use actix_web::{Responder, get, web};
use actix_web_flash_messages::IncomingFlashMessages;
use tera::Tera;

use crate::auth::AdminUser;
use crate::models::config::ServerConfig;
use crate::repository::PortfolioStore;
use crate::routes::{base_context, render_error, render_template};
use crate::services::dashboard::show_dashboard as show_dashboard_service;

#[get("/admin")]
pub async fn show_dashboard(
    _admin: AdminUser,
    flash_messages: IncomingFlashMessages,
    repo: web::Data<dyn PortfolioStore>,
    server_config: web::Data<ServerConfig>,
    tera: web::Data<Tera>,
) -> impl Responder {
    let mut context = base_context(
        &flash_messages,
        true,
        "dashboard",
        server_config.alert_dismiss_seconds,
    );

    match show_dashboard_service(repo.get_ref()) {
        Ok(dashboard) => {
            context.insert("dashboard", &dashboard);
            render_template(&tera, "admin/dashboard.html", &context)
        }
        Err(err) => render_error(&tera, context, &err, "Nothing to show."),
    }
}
□ □ □
> _Work instruction_: Write out again exactly the lines that run from the one holding "pub async fn" through the last line of the data; omit all other lines.

> _Solution_:
pub async fn show_dashboard(
    _admin: AdminUser,
    flash_messages: IncomingFlashMessages,
    repo: web::Data<dyn PortfolioStore>,
    server_config: web::Data<ServerConfig>,
    tera: web::Data<Tera>,
) -> impl Responder {
    let mut context = base_context(
        &flash_messages,
        true,
        "dashboard",
        server_config.alert_dismiss_seconds,
    );

    match show_dashboard_service(repo.get_ref()) {
        Ok(dashboard) => {
            context.insert("dashboard", &dashboard);
            render_template(&tera, "admin/dashboard.html", &context)
        }
        Err(err) => render_error(&tera, context, &err, "Nothing to show."),
    }
}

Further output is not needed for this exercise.